Browsing the Net, I found that, in 2002, Robert Birnbaum interviewed John Dufresne . In this piece, the writer talks about his years in school and his origins. “My grandparents and most of my friends' grandparents came from somewhere else. Canada, Italy, somewhere else. They came here. They learned a language. The English language, for them, was information [...],” Dufresne says. Then he specifies what type of “information.” It is that his relatives – and most of other immigrants – used the foreign language to speak with a cashier at the Publix supermarket, or at Wal-Mart. Most immigrants speak a “quantitative” English. They know only so much to survive in the American jungle.

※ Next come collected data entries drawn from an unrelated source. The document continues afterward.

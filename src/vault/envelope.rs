//! The encrypted vault envelope.
//!
//! A `.lak` file is a single base64 string (standard alphabet, padded)
//! wrapping this fixed-offset byte layout:
//!
//! ```text
//! [salt: 16 bytes][nonce: 12 bytes][GCM tag: 16 bytes][ciphertext: N bytes]
//! ```
//!
//! - **Salt**: random per encryption, feeds PBKDF2.  Not secret.
//! - **Nonce**: random per encryption.  Because the salt (and therefore
//!   the key) is fresh every time, a nonce is never reused under a key.
//! - **Tag**: AES-256-GCM authentication tag, checked before any
//!   plaintext is released.
//! - **Ciphertext**: the serialized dataset.

use base64::engine::general_purpose::STANDARD as BASE64;
use base64::Engine;

use crate::crypto::{self, NONCE_LEN, SALT_LEN, TAG_LEN};
use crate::errors::{LakError, Result};

// ---------------------------------------------------------------------------
// Constants
// ---------------------------------------------------------------------------

const SALT_END: usize = SALT_LEN;
const NONCE_END: usize = SALT_END + NONCE_LEN;

/// Bytes in front of the ciphertext: 16 (salt) + 12 (nonce) + 16 (tag).
pub const HEADER_LEN: usize = NONCE_END + TAG_LEN;

// ---------------------------------------------------------------------------
// Public API
// ---------------------------------------------------------------------------

/// Encrypt `plaintext` under `password` and return the printable envelope.
pub fn encrypt(password: &[u8], plaintext: &[u8]) -> Result<String> {
    let salt = crypto::generate_salt();
    let key = crypto::derive_key(password, &salt)?;
    let sealed = crypto::encrypt(key.as_slice(), plaintext)?;

    let mut buf = Vec::with_capacity(HEADER_LEN + sealed.ciphertext.len());
    buf.extend_from_slice(&salt); // 16 bytes
    buf.extend_from_slice(&sealed.nonce); // 12 bytes
    buf.extend_from_slice(&sealed.tag); // 16 bytes
    buf.extend_from_slice(&sealed.ciphertext);

    tracing::debug!(
        plaintext_len = plaintext.len(),
        envelope_len = buf.len(),
        "sealed vault envelope"
    );

    Ok(BASE64.encode(buf))
}

/// Decrypt a printable envelope produced by `encrypt`.
///
/// Fails with `Format` when the text is not base64 or is shorter than the
/// fixed header, and with `WrongPasswordOrCorrupt` when authentication
/// fails.
pub fn decrypt(password: &[u8], envelope: &str) -> Result<Vec<u8>> {
    let data = BASE64
        .decode(envelope.trim())
        .map_err(|e| LakError::Format(format!("envelope is not valid base64: {e}")))?;

    if data.len() < HEADER_LEN {
        return Err(LakError::Format(format!(
            "envelope is {} bytes, shorter than the {HEADER_LEN}-byte header",
            data.len()
        )));
    }

    let salt = &data[..SALT_END];
    let nonce = &data[SALT_END..NONCE_END];
    let tag = &data[NONCE_END..HEADER_LEN];
    let ciphertext = &data[HEADER_LEN..];

    let key = crypto::derive_key(password, salt)?;
    let plaintext = crypto::decrypt(key.as_slice(), nonce, tag, ciphertext)?;

    tracing::debug!(plaintext_len = plaintext.len(), "opened vault envelope");
    Ok(plaintext)
}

A few weeks ago, I spoke with a couple, friends of my husband. They lived in Chicago for thirty of forty years, they made (literally) a ton of money (but they worked very hard especially the husband). They were born in the little town where I was born. They came in the US when were very young, but after all these American years, not only their “accent” is still very strong, but when I spoke to them, I could read in their eyes, they were surprised to hear how I talk. Generally, immigrants, or at least the immigrants I know, those who came to the US to live and realize the American dream, those who, when arrived, believed could find money on the street: all they had to do was just scoop the money up, and instead ended up working 18 hours a day, don’t talk about literature. They talk even less about writing. To become a fiction writer (say it again…“Fiction writer”? What is it? A new dish? But is it served with mashed potato or with asparagus?) may be something awkward for them.
Defresne pinned down what English language may have been for most immigrants: a practical aid in their everyday life. Immigrants usually were people who filled their stomachs with hope, people who more than acting needed to react to their misery; people who traveled for weeks on a ship, who were packed like cotton balls in a two-ounce container, infested with fleas, forgotten in their countries; people who carried all they owned in a suitcase made of a cheap cardboard.
For these people, “English” may remain a mystery they will never discover.